- Born: Vjeran Miladinović 1 October 1958 Zagreb, SRF Yugoslavia
- Died: February 22, 2003 (aged 44) Belgrade, Serbia
- Occupation: Actor

= Merlinka =

Serbian queer person and actor

Vjeran Miladinović (1 October 1958 - 22 February 2003), also known as Merlinka, was a transgender sex worker and actress best known for the 1995 film Marble Ass, directed by Želimir Žilnik. Merlika identified as both gay and a crossdresser.

== Life ==
Merlinka was born in Zagreb and during her childhood lived in an orphanage, was homeless, and lived with distant family. After high school, she came to live in Belgrade.

In 1986, Merlinka participated in a public debate about homosexuality at the Belgrade Youth Center, one of the first such public debates on the subject in the region. In the 1990s, she took part in Arkadija events.

Merlinka had the leading role in the 1995 movie Marble Ass directed by Želimir Žilnik.

Merlinka published an autobiography in 2001, named Teresa's son. The title of the book references Merlinka's mother, Tereza Strmečki.

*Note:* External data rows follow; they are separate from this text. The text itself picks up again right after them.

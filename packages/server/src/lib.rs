#![cfg_attr(feature = "fail-on-warnings", deny(warnings))]
#![warn(clippy::all, clippy::pedantic, clippy::nursery, clippy::cargo)]
#![allow(clippy::multiple_crate_versions, clippy::cargo_common_metadata)]

//! Actix-Web front end for the photocard price predictor.
//!
//! Serves a single-page upload form (`GET /`, `POST /predict`) plus a
//! small JSON API (`GET /api/health`, `POST /api/predict`). The predictor
//! — encoder client, regression head and scaler — is loaded once before
//! the server starts and shared read-only across workers.

pub mod handlers;

use std::sync::Arc;

use actix_cors::Cors;
use actix_web::{App, HttpServer, middleware, web};
use photocard_predict::Predictor;

/// Shared application state.
pub struct AppState {
    /// The process-wide predictor, loaded once at startup.
    pub predictor: Arc<Predictor>,
}

/// Runs the server on the given address with an already-loaded predictor.
///
/// # Errors
///
/// Returns an I/O error if the listener cannot be bound.
pub async fn run(bind_addr: &str, port: u16, predictor: Arc<Predictor>) -> std::io::Result<()> {
    let state = web::Data::new(AppState { predictor });

    log::info!("Starting predictor server on {bind_addr}:{port}");

    HttpServer::new(move || {
        let cors = Cors::permissive();

        App::new()
            .wrap(cors)
            .wrap(middleware::Logger::default())
            .app_data(state.clone())
            .route("/", web::get().to(handlers::index))
            .route("/predict", web::post().to(handlers::predict_form))
            .service(
                web::scope("/api")
                    .route("/health", web::get().to(handlers::health))
                    .route("/predict", web::post().to(handlers::predict)),
            )
    })
    .bind((bind_addr.to_owned(), port))?
    .run()
    .await
}

/// Loads the predictor from its default artifact locations and runs the
/// server on `BIND_ADDR`/`PORT`.
///
/// # Errors
///
/// Returns an I/O error if a model artifact cannot be loaded or the
/// listener cannot be bound.
pub async fn run_from_env() -> std::io::Result<()> {
    log::info!("Loading model artifacts...");
    let predictor = Predictor::load_default().map_err(std::io::Error::other)?;

    let bind_addr = std::env::var("BIND_ADDR").unwrap_or_else(|_| "127.0.0.1".to_string());
    let port: u16 = std::env::var("PORT")
        .ok()
        .and_then(|p| p.parse().ok())
        .unwrap_or(8080);

    run(&bind_addr, port, Arc::new(predictor)).await
}
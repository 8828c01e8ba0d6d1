//! Full pipeline orchestrator.
//!
//! Chains scrape -> merge -> translate in a single interactive flow,
//! prompting for the phrase source and showing `indicatif` progress bars
//! for the long-running stages.

use std::sync::Arc;
use std::time::Instant;

use dialoguer::{Confirm, Input, MultiSelect};
use photocard_cli_utils::{IndicatifProgress, MultiProgress};
use photocard_dataset::paths;
use photocard_scraper::roster;
use photocard_translate::GoogleTranslator;

/// Steps available in the pipeline.
enum PipelineStep {
    Scrape,
    Merge,
    Translate,
}

impl PipelineStep {
    const ALL: &[Self] = &[Self::Scrape, Self::Merge, Self::Translate];

    #[must_use]
    const fn label(&self) -> &'static str {
        match self {
            Self::Scrape => "Scrape listings",
            Self::Merge => "Merge CSVs with images",
            Self::Translate => "Translate titles",
        }
    }
}

/// Runs the full pipeline orchestrator.
///
/// Prompts the user for pipeline steps and the phrase source, then
/// executes each selected step sequentially.
///
/// The `multi` parameter is the shared [`MultiProgress`] that is also
/// registered with the log bridge, so all `log::info!` output is
/// automatically suspended while progress bars redraw.
///
/// # Errors
///
/// Returns an error if user prompts or any pipeline step fails.
pub async fn run(multi: &MultiProgress) -> Result<(), Box<dyn std::error::Error>> {
    let pipeline_start = Instant::now();

    let step_labels: Vec<&str> = PipelineStep::ALL.iter().map(PipelineStep::label).collect();
    let defaults = vec![true; PipelineStep::ALL.len()];

    let selected_steps = MultiSelect::new()
        .with_prompt("Pipeline steps (space=toggle, a=all, enter=confirm)")
        .items(&step_labels)
        .defaults(&defaults)
        .interact()?;

    for idx in selected_steps {
        match PipelineStep::ALL[idx] {
            PipelineStep::Scrape => run_scrape(multi).await?,
            PipelineStep::Merge => run_merge()?,
            PipelineStep::Translate => run_translate(multi).await?,
        }
    }

    log::info!(
        "Pipeline finished in {:.1?}",
        pipeline_start.elapsed()
    );
    Ok(())
}

/// Runs the scrape stage interactively.
///
/// # Errors
///
/// Returns an error if the prompts fail. Individual phrase failures are
/// reported but do not abort the batch.
pub async fn run_scrape(multi: &MultiProgress) -> Result<(), Box<dyn std::error::Error>> {
    let phrases = prompt_phrases()?;
    if phrases.is_empty() {
        log::warn!("No search phrases selected, skipping scrape");
        return Ok(());
    }

    let step_start = Instant::now();
    let bar = IndicatifProgress::steps_bar(multi, "Scraping phrases", phrases.len() as u64);

    let outcomes = photocard_scraper::scrape_phrases(
        &photocard_scraper::webdriver_url_from_env(),
        &phrases,
        &paths::scraped_csv_dir(),
        &paths::images_dir(),
        &bar,
    )
    .await;

    let failed: Vec<&str> = outcomes
        .iter()
        .filter(|o| o.result.is_err())
        .map(|o| o.phrase.as_str())
        .collect();
    if !failed.is_empty() {
        log::warn!("{} phrases failed: {}", failed.len(), failed.join(", "));
    }
    log::info!("Scrape step finished in {:.1?}", step_start.elapsed());
    Ok(())
}

/// Runs the merge stage over the default directories.
///
/// # Errors
///
/// Returns an error if the scraped CSV directory cannot be listed.
pub fn run_merge() -> Result<(), Box<dyn std::error::Error>> {
    let step_start = Instant::now();
    let results = photocard_merge::process_dir(
        &paths::scraped_csv_dir(),
        &paths::images_dir(),
        &paths::merged_csv_dir(),
    )?;
    log::info!(
        "Merge step finished in {:.1?} ({} files)",
        step_start.elapsed(),
        results.len()
    );
    Ok(())
}

/// Runs the translate stage over the default directories.
///
/// # Errors
///
/// Returns an error if loading, a cache flush, or the final write fails.
pub async fn run_translate(multi: &MultiProgress) -> Result<(), Box<dyn std::error::Error>> {
    let step_start = Instant::now();
    let bar = IndicatifProgress::batch_bar(multi, "Translating titles");

    let workers = std::thread::available_parallelism().map_or(1, std::num::NonZeroUsize::get);
    let written = photocard_translate::run(
        &paths::merged_csv_dir(),
        &paths::training_csv_path(),
        &paths::translation_cache_path(),
        workers,
        Arc::new(GoogleTranslator::ja_to_en()?),
        &bar,
    )
    .await?;

    log::info!(
        "Translate step finished in {:.1?} ({written} training rows)",
        step_start.elapsed()
    );
    Ok(())
}

/// Prompts for the phrase source: the embedded rosters or a custom list.
fn prompt_phrases() -> Result<Vec<String>, Box<dyn std::error::Error>> {
    let use_rosters = Confirm::new()
        .with_prompt("Scrape every member in the embedded rosters?")
        .default(true)
        .interact()?;

    if use_rosters {
        return Ok(roster::all_search_phrases());
    }

    let raw: String = Input::new()
        .with_prompt("Comma-separated search phrases")
        .interact_text()?;
    Ok(raw
        .split(',')
        .map(|phrase| phrase.trim().to_owned())
        .filter(|phrase| !phrase.is_empty())
        .collect())
}
//! Google translate client.
//!
//! Uses the free `translate_a/single` endpoint (the same one the
//! `deep-translator` ecosystem wraps): a GET with the text in the query
//! string, answered by a nested JSON array whose first element holds the
//! translated segments.

use std::time::Duration;

use async_trait::async_trait;

use crate::TranslateError;

const ENDPOINT: &str = "https://translate.googleapis.com/translate_a/single";

/// Per-request timeout for translation calls.
const TRANSLATE_TIMEOUT: Duration = Duration::from_secs(15);

/// Trait for translating a single listing title.
///
/// The pipeline only ever needs one text at a time; batching, caching and
/// fan-out live in [`crate::pipeline`], so implementations stay a thin
/// wrapper over one network call.
#[async_trait]
pub trait TitleTranslator: Send + Sync {
    /// Translates `text` from the source to the target language.
    ///
    /// # Errors
    ///
    /// Returns [`TranslateError`] if the request or response parsing fails.
    async fn translate(&self, text: &str) -> Result<String, TranslateError>;
}

/// Client for the public Google translate endpoint.
pub struct GoogleTranslator {
    client: reqwest::Client,
    source: String,
    target: String,
}

impl GoogleTranslator {
    /// Creates a translator for the given language pair (ISO 639-1 codes).
    ///
    /// # Errors
    ///
    /// Returns [`TranslateError`] if the HTTP client cannot be built.
    pub fn new(source: &str, target: &str) -> Result<Self, TranslateError> {
        let client = reqwest::Client::builder()
            .timeout(TRANSLATE_TIMEOUT)
            .build()?;
        Ok(Self {
            client,
            source: source.to_owned(),
            target: target.to_owned(),
        })
    }

    /// Creates the Japanese-to-English translator used by the pipeline.
    ///
    /// # Errors
    ///
    /// Returns [`TranslateError`] if the HTTP client cannot be built.
    pub fn ja_to_en() -> Result<Self, TranslateError> {
        Self::new("ja", "en")
    }
}

#[async_trait]
impl TitleTranslator for GoogleTranslator {
    async fn translate(&self, text: &str) -> Result<String, TranslateError> {
        let response = self
            .client
            .get(ENDPOINT)
            .query(&[
                ("client", "gtx"),
                ("sl", self.source.as_str()),
                ("tl", self.target.as_str()),
                ("dt", "t"),
                ("q", text),
            ])
            .send()
            .await?;

        if !response.status().is_success() {
            return Err(TranslateError::Parse {
                message: format!("translate endpoint returned status {}", response.status()),
            });
        }

        let body: serde_json::Value = response.json().await?;
        parse_response(&body)
    }
}

/// Parses the nested-array response: element 0 is a list of segments, each
/// segment's element 0 is a translated chunk; chunks concatenate to the
/// full translation.
fn parse_response(body: &serde_json::Value) -> Result<String, TranslateError> {
    let segments = body
        .get(0)
        .and_then(serde_json::Value::as_array)
        .ok_or_else(|| TranslateError::Parse {
            message: "translate response missing segments array".to_string(),
        })?;

    let translated: String = segments
        .iter()
        .filter_map(|segment| segment.get(0).and_then(serde_json::Value::as_str))
        .collect();

    if translated.is_empty() {
        return Err(TranslateError::Parse {
            message: "translate response contained no text".to_string(),
        });
    }

    Ok(translated)
}

#[cfg(test)]
mod tests {
    use super::*;

    #[test]
    fn parses_single_segment() {
        let body = serde_json::json!([
            [["Jimin photocard", "ジミン フォトカード", null, null, 10]],
            null,
            "ja"
        ]);
        assert_eq!(parse_response(&body).unwrap(), "Jimin photocard");
    }

    #[test]
    fn concatenates_multiple_segments() {
        let body = serde_json::json!([
            [
                ["BTS Jimin ", "BTS ジミン ", null, null],
                ["photocard set", "トレカ セット", null, null]
            ],
            null,
            "ja"
        ]);
        assert_eq!(parse_response(&body).unwrap(), "BTS Jimin photocard set");
    }

    #[test]
    fn rejects_empty_response() {
        assert!(parse_response(&serde_json::json!([[], null, "ja"])).is_err());
        assert!(parse_response(&serde_json::json!({"error": 400})).is_err());
    }
}
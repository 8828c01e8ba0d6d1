#![cfg_attr(feature = "fail-on-warnings", deny(warnings))]
#![warn(clippy::all, clippy::pedantic, clippy::nursery, clippy::cargo)]
#![allow(clippy::multiple_crate_versions, clippy::cargo_common_metadata)]

//! Mercari photocard listing scraper.
//!
//! Drives a headless browser through a WebDriver endpoint to collect
//! photocard listings for a search phrase across a fixed set of price
//! bands ([`mercari`]), downloads each listing's thumbnail image
//! ([`images`]), and fans a batch of phrases out over a small pool of
//! independent sessions ([`batch`]). Search phrases for whole idol groups
//! come from the compile-time roster registry ([`roster`]).
//!
//! The scraper talks to a WebDriver server (chromedriver) at
//! `WEBDRIVER_URL`; each phrase gets its own session, so concurrent
//! phrases never share browser state.

pub mod batch;
pub mod images;
pub mod mercari;
pub mod roster;

pub use batch::{PhraseOutcome, SCRAPE_WORKERS, scrape_phrases};
pub use mercari::{PRICE_BANDS, PriceBand, scrape_phrase};

/// Environment variable naming the WebDriver endpoint.
pub const WEBDRIVER_URL_ENV: &str = "WEBDRIVER_URL";

/// Returns the WebDriver endpoint URL from `WEBDRIVER_URL`, defaulting to
/// a local chromedriver.
#[must_use]
pub fn webdriver_url_from_env() -> String {
    std::env::var(WEBDRIVER_URL_ENV).unwrap_or_else(|_| "http://localhost:9515".to_string())
}

/// Errors that can occur during scraping operations.
#[derive(Debug, thiserror::Error)]
pub enum ScrapeError {
    /// Building the WebDriver HTTP connector failed.
    #[error("WebDriver TLS setup error: {0}")]
    Tls(String),

    /// Establishing a WebDriver session failed.
    #[error("WebDriver session error: {0}")]
    Session(#[from] fantoccini::error::NewSessionError),

    /// A WebDriver command failed.
    #[error("WebDriver command error: {0}")]
    WebDriver(#[from] fantoccini::error::CmdError),

    /// An HTTP request failed.
    #[error("HTTP error: {0}")]
    Http(#[from] reqwest::Error),

    /// An image request completed with a non-success status.
    #[error("image request returned status {status}")]
    ImageStatus {
        /// The HTTP status returned by the image host.
        status: reqwest::StatusCode,
    },

    /// An I/O operation failed.
    #[error("I/O error: {0}")]
    Io(#[from] std::io::Error),

    /// Reading or writing a dataset file failed.
    #[error("Dataset error: {0}")]
    Dataset(#[from] photocard_dataset::DatasetError),

    /// JSON serialization failed (WebDriver script arguments).
    #[error("JSON error: {0}")]
    Json(#[from] serde_json::Error),

    /// Parsing a listing card failed.
    #[error("Parse error: {0}")]
    Parse(String),
}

Merlinka was murdered in Belgrade during the night of 22 March 2003, at the age of 43. Her body was found a month later. A suspect was arrested for her murder, but was later freed of charges.

== Legacy ==
In 2009, the Gay Lesbian Info Centre and Belgrade Youth Center founded the International Queer Film Festival Merlinka, named in Merlinka's honor. In March 2013, the tenth anniversary of her death, the festival held a special program about Merlinka's life.

In July 2013, a plaque honoring Merlinka was put up anonymously in Belgrade.